How to get your student portfolio rated really, really quickly:
1. Hand in a portfolio the size of a mattress, filled with original oil canvases and sculptures.
2. Have all of the drawings, samples, etc. tossed into said portfolio without any sort of binder so that we have all sorts of fun digging around looking for the right materials. It's especially fun doing this when the character turnarounds are all on individual, differently sized sheets of paper.
3. Enclosing notes about how you won prizes for your work in high school. We do not read them.
4. Enclosing notes from high school teachers. We do not read them.
5. Deciding that storyboard and/or layout isn't worth your valuable time, so you don't include them.
6. Deciding that your own character is far more interesting than the ones that you have been asked to storyboard with--so you use them instead, contrary to the obvious directions.

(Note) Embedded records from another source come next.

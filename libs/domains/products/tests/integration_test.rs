//! Integration tests for Products domain
//!
//! These tests use real PostgreSQL via testcontainers to ensure:
//! - Queries generated for search and sort behave as expected
//! - Column constraints match the application rules
//! - Affected-row counts drive not-found handling

use domain_products::*;
use test_utils::{SampleProduct, TestDatabase, assert_price_eq};

fn new_product(name: &str, price: f64, stock: i32) -> NewProduct {
    NewProduct {
        product_name: name.to_string(),
        price,
        stock,
    }
}

fn filter(search: Option<&str>, sort: Option<&str>) -> ProductFilter {
    ProductFilter {
        search: search.map(str::to_string),
        sort: sort.map(str::to_string),
    }
}

// ============================================================================
// Repository Tests
// ============================================================================

#[tokio::test]
async fn test_insert_and_get_product() {
    let db = TestDatabase::new().await;
    let repo = PgProductRepository::new(db.connection());
    let sample = SampleProduct::for_test("insert_and_get");

    let input = new_product(&sample.product_name, sample.price, sample.stock);
    let id = repo.insert(&input).await.unwrap();

    let stored = repo.get_by_id(id).await.unwrap().expect("product should exist");
    assert_eq!(stored.product_id, id);
    assert_eq!(stored.product_name, input.product_name);
    assert_price_eq(stored.price, input.price);
    assert_eq!(stored.stock, input.stock);
}

#[tokio::test]
async fn test_get_missing_product() {
    let db = TestDatabase::new().await;
    let repo = PgProductRepository::new(db.connection());

    assert_eq!(repo.get_by_id(999_999).await.unwrap(), None);
}

#[tokio::test]
async fn test_default_order_is_newest_first() {
    let db = TestDatabase::new().await;
    let repo = PgProductRepository::new(db.connection());

    let first = db.insert_product("Alpha", 5.0, 1).await;
    let second = db.insert_product("Beta", 3.0, 2).await;
    let third = db.insert_product("Gamma", 4.0, 3).await;

    let ids: Vec<i64> = repo
        .list(&ProductFilter::default())
        .await
        .unwrap()
        .into_iter()
        .map(|p| p.product_id)
        .collect();

    assert_eq!(ids, vec![third, second, first]);
}

#[tokio::test]
async fn test_sort_by_price_and_stock() {
    let db = TestDatabase::new().await;
    let repo = PgProductRepository::new(db.connection());

    db.insert_product("Mid", 20.0, 5).await;
    db.insert_product("Cheap", 2.5, 9).await;
    db.insert_product("Pricey", 99.0, 0).await;

    let names = |products: Vec<Product>| -> Vec<String> {
        products.into_iter().map(|p| p.product_name).collect()
    };

    let by_price_asc = repo.list(&filter(None, Some("price_asc"))).await.unwrap();
    assert_eq!(names(by_price_asc), ["Cheap", "Mid", "Pricey"]);

    let by_price_desc = repo.list(&filter(None, Some("price_desc"))).await.unwrap();
    assert_eq!(names(by_price_desc), ["Pricey", "Mid", "Cheap"]);

    let by_stock_asc = repo.list(&filter(None, Some("stock_asc"))).await.unwrap();
    assert_eq!(names(by_stock_asc), ["Pricey", "Mid", "Cheap"]);

    let by_stock_desc = repo.list(&filter(None, Some("stock_desc"))).await.unwrap();
    assert_eq!(names(by_stock_desc), ["Cheap", "Mid", "Pricey"]);
}

#[tokio::test]
async fn test_unknown_sort_falls_back_to_newest() {
    let db = TestDatabase::new().await;
    let repo = PgProductRepository::new(db.connection());

    let older = db.insert_product("Older", 1.0, 1).await;
    let newer = db.insert_product("Newer", 2.0, 1).await;

    let products = repo.list(&filter(None, Some("name; DROP TABLE products"))).await.unwrap();

    assert_eq!(products[0].product_id, newer);
    assert_eq!(products[1].product_id, older);
}

#[tokio::test]
async fn test_search_matches_substring() {
    let db = TestDatabase::new().await;
    let repo = PgProductRepository::new(db.connection());

    db.insert_product("Desk Lamp", 19.99, 4).await;
    db.insert_product("Floor Lamp", 49.0, 2).await;
    db.insert_product("Bookshelf", 89.0, 1).await;

    let lamps = repo.list(&filter(Some("Lamp"), None)).await.unwrap();
    assert_eq!(lamps.len(), 2);
    assert!(lamps.iter().all(|p| p.product_name.contains("Lamp")));

    let everything = repo.list(&filter(Some(""), None)).await.unwrap();
    assert_eq!(everything.len(), 3);

    let nothing = repo.list(&filter(Some("Sofa"), None)).await.unwrap();
    assert!(nothing.is_empty());
}

#[tokio::test]
async fn test_update_overwrites_all_fields() {
    let db = TestDatabase::new().await;
    let repo = PgProductRepository::new(db.connection());

    let id = db.insert_product("Desk Lamp", 19.99, 4).await;

    let rows = repo
        .update(id, &new_product("Desk Lamp Pro", 24.5, 0))
        .await
        .unwrap();
    assert_eq!(rows, 1);

    let stored = repo.get_by_id(id).await.unwrap().expect("updated product");
    assert_eq!(stored.product_name, "Desk Lamp Pro");
    assert_price_eq(stored.price, 24.5);
    assert_eq!(stored.stock, 0);
}

#[tokio::test]
async fn test_update_and_delete_missing_rows() {
    let db = TestDatabase::new().await;
    let repo = PgProductRepository::new(db.connection());

    assert_eq!(repo.update(404, &new_product("Ghost", 1.0, 1)).await.unwrap(), 0);
    assert_eq!(repo.delete(404).await.unwrap(), 0);
}

#[tokio::test]
async fn test_delete_removes_row() {
    let db = TestDatabase::new().await;
    let repo = PgProductRepository::new(db.connection());

    let id = db.insert_product("Desk Lamp", 19.99, 4).await;

    assert_eq!(repo.delete(id).await.unwrap(), 1);
    assert_eq!(repo.get_by_id(id).await.unwrap(), None);
}

#[tokio::test]
async fn test_schema_rejects_invalid_rows() {
    let db = TestDatabase::new().await;
    let repo = PgProductRepository::new(db.connection());

    assert!(repo.insert(&new_product("Free", 0.0, 1)).await.is_err());
    assert!(repo.insert(&new_product("Owed", 1.0, -1)).await.is_err());
}

// ============================================================================
// Service Tests
// ============================================================================

#[tokio::test]
async fn test_service_create_update_delete_cycle() {
    let db = TestDatabase::new().await;
    let service = ProductService::new(PgProductRepository::new(db.connection()));

    let created = service
        .create_product(new_product("Desk Lamp", 19.99, 4))
        .await
        .unwrap();
    assert!(created.product_id > 0);

    let updated = service
        .update_product(created.product_id, new_product("Desk Lamp", 17.5, 10))
        .await
        .unwrap();
    assert_eq!(updated.stock, 10);

    service.delete_product(created.product_id).await.unwrap();

    assert!(matches!(
        service.get_product(created.product_id).await,
        Err(ProductError::NotFound(_))
    ));
    assert!(matches!(
        service.delete_product(created.product_id).await,
        Err(ProductError::NotFound(_))
    ));
}
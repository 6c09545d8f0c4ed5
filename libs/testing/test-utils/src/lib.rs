//! Test fixtures for the product catalog.
//!
//! - [`TestDatabase`]: Postgres container with the catalog schema (feature `postgres`)
//! - [`SampleProduct`]: valid product fields derived from a test name
//! - [`assert_price_eq`]: cent-level price comparison
//!
//! ```rust,no_run
//! use test_utils::{SampleProduct, TestDatabase};
//!
//! # async fn example() {
//! let db = TestDatabase::new().await;
//! let sample = SampleProduct::for_test("test_create_product");
//! let id = db.insert_product(&sample.product_name, sample.price, sample.stock).await;
//! # }
//! ```

#[cfg(feature = "postgres")]
mod postgres;

#[cfg(feature = "postgres")]
pub use postgres::TestDatabase;

use std::hash::{DefaultHasher, Hash, Hasher};

/// Field values that pass the catalog's body rules.
///
/// Derived from the test name so every test gets distinct but repeatable
/// data.
#[derive(Debug, Clone, PartialEq)]
pub struct SampleProduct {
    pub product_name: String,
    pub price: f64,
    pub stock: i32,
}

impl SampleProduct {
    pub fn for_test(test_name: &str) -> Self {
        let mut hasher = DefaultHasher::new();
        test_name.hash(&mut hasher);
        let seed = hasher.finish();

        Self {
            product_name: format!("Sample {:08x}", seed as u32),
            // 0.01 ..= 1000.00 in whole cents
            price: ((seed % 100_000) + 1) as f64 / 100.0,
            stock: (seed % 1_000) as i32,
        }
    }
}

/// Assert that two prices agree to the cent.
#[track_caller]
pub fn assert_price_eq(actual: f64, expected: f64) {
    assert!(
        (actual - expected).abs() < 0.005,
        "expected price {expected}, got {actual}"
    );
}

7. Deciding that widescreen storyboard is just a fad, and handing in your boards on 4:3 panels that haven't been used in this program (or anywhere else) since 2010.
8. Draw the dead rhino in the Royal Ontario Museum, when you have been instructed to draw living animals, preferably your pet. Unless you have a pet rhino/giraffe/horse.

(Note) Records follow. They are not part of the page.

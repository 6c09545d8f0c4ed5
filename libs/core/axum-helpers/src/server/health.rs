use axum::{Json, Router, http::StatusCode, routing::get};
use chrono::{SecondsFormat, Utc};
use futures::future::join_all;
use serde::{Deserialize, Serialize};
use serde_json::{Map, Value, json};
use std::future::Future;
use std::pin::Pin;
use utoipa::ToSchema;

/// Liveness body: `{ "status": "ok", "timestamp": "2025-01-01T00:00:00.000Z" }`
#[derive(Debug, Serialize, Deserialize, ToSchema)]
pub struct HealthResponse {
    pub status: String,
    pub timestamp: String,
}

/// A boxed future for health checks with a string error
pub type HealthCheckFuture<'a> = Pin<Box<dyn Future<Output = Result<(), String>> + Send + 'a>>;

/// Runs readiness checks concurrently and aggregates them.
///
/// Responds 200 `{"status":"ready", "<name>":"connected", ...}` when every
/// check passes, otherwise 503 with `"not ready"` and `"disconnected"` for
/// each failed check.
///
/// ```ignore
/// let checks: Vec<(&str, HealthCheckFuture)> = vec![(
///     "database",
///     Box::pin(async { check_health(&db).await.map_err(|e| e.to_string()) }),
/// )];
/// run_health_checks(checks).await
/// ```
pub async fn run_health_checks(
    checks: Vec<(&str, HealthCheckFuture<'_>)>,
) -> (StatusCode, Json<Value>) {
    let names: Vec<_> = checks.iter().map(|(name, _)| *name).collect();
    let results = join_all(checks.into_iter().map(|(_, check)| check)).await;

    let mut body = Map::new();
    let mut all_healthy = true;
    for (name, result) in names.into_iter().zip(results) {
        let state = match result {
            Ok(()) => "connected",
            Err(e) => {
                tracing::error!(check = name, error = %e, "Readiness check failed");
                all_healthy = false;
                "disconnected"
            }
        };
        body.insert(name.to_string(), json!(state));
    }
    body.insert(
        "status".to_string(),
        json!(if all_healthy { "ready" } else { "not ready" }),
    );

    let status = if all_healthy {
        StatusCode::OK
    } else {
        StatusCode::SERVICE_UNAVAILABLE
    };
    (status, Json(Value::Object(body)))
}

/// Liveness handler. Never touches the datastore.
pub async fn health_handler() -> Json<HealthResponse> {
    Json(HealthResponse {
        status: "ok".to_string(),
        timestamp: Utc::now().to_rfc3339_opts(SecondsFormat::Millis, true),
    })
}

/// Router with the `/health` liveness endpoint.
pub fn health_router() -> Router {
    Router::new().route("/health", get(health_handler))
}

#[cfg(test)]
mod tests {
    use super::*;
    use axum::body::Body;
    use axum::http::Request;
    use chrono::DateTime;
    use http_body_util::BodyExt;
    use tower::ServiceExt;

    #[tokio::test]
    async fn test_health_reports_ok_with_iso_timestamp() {
        let response = health_router()
            .oneshot(Request::builder().uri("/health").body(Body::empty()).unwrap())
            .await
            .unwrap();

        assert_eq!(response.status(), StatusCode::OK);
        let bytes = response.into_body().collect().await.unwrap().to_bytes();
        let body: HealthResponse = serde_json::from_slice(&bytes).unwrap();
        assert_eq!(body.status, "ok");
        assert!(body.timestamp.ends_with('Z'));
        assert!(DateTime::parse_from_rfc3339(&body.timestamp).is_ok());
    }

    #[tokio::test]
    async fn test_run_health_checks_all_passing() {
        let checks: Vec<(&str, HealthCheckFuture)> = vec![("database", Box::pin(async { Ok(()) }))];

        let (status, Json(body)) = run_health_checks(checks).await;

        assert_eq!(status, StatusCode::OK);
        assert_eq!(body, json!({ "status": "ready", "database": "connected" }));
    }

    #[tokio::test]
    async fn test_run_health_checks_failure_is_unavailable() {
        let checks: Vec<(&str, HealthCheckFuture)> = vec![(
            "database",
            Box::pin(async { Err("connection refused".to_string()) }),
        )];

        let (status, Json(body)) = run_health_checks(checks).await;

        assert_eq!(status, StatusCode::SERVICE_UNAVAILABLE);
        assert_eq!(body["status"], "not ready");
        assert_eq!(body["database"], "disconnected");
    }
}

9. Tracing animals in the same poses as a dozen of your friends who also attended the Portfolio Workshop. Save your money and go draw from life.
10. Including copyrighted characters throughout the portfolio while claiming that your work is 'original' and 'unique' (unless you actually have a credit on Phineas and Ferb/Tangled/Spiderman.)
How to get your student portfolio approved:
1. Use a nice, simple folder with glassine pages. Put your drawings and samples in neatly in some sort of order, and preferably have a table of contents on the first page.
2. Follow the instructions in the portfolio. Use the template for the storyboards, and the characters that are provided. Not doing so = red flag for the reviewers.
3. Display wit and humor in your story.
4. Construct your drawings. Do not render them silly to conceal your lack of knowledge of anatomy/construction. Cleanups are not required. Good construction IS required.
5. Avoid fussy design. Make a character that you can actually MOVE.
6. Enclose personal artwork that is original and preferably has some relevance to animation (illustration, comics, sculpture are all good.)
7. Draw live animals and people, never copy from photographs.
8. Put in your very best work and do your best on all of the submissions--don't blow off layout and storyboard just because you haven't 'studied' them or do not care for them. If you don't include them, this is a red flag for the reviewers.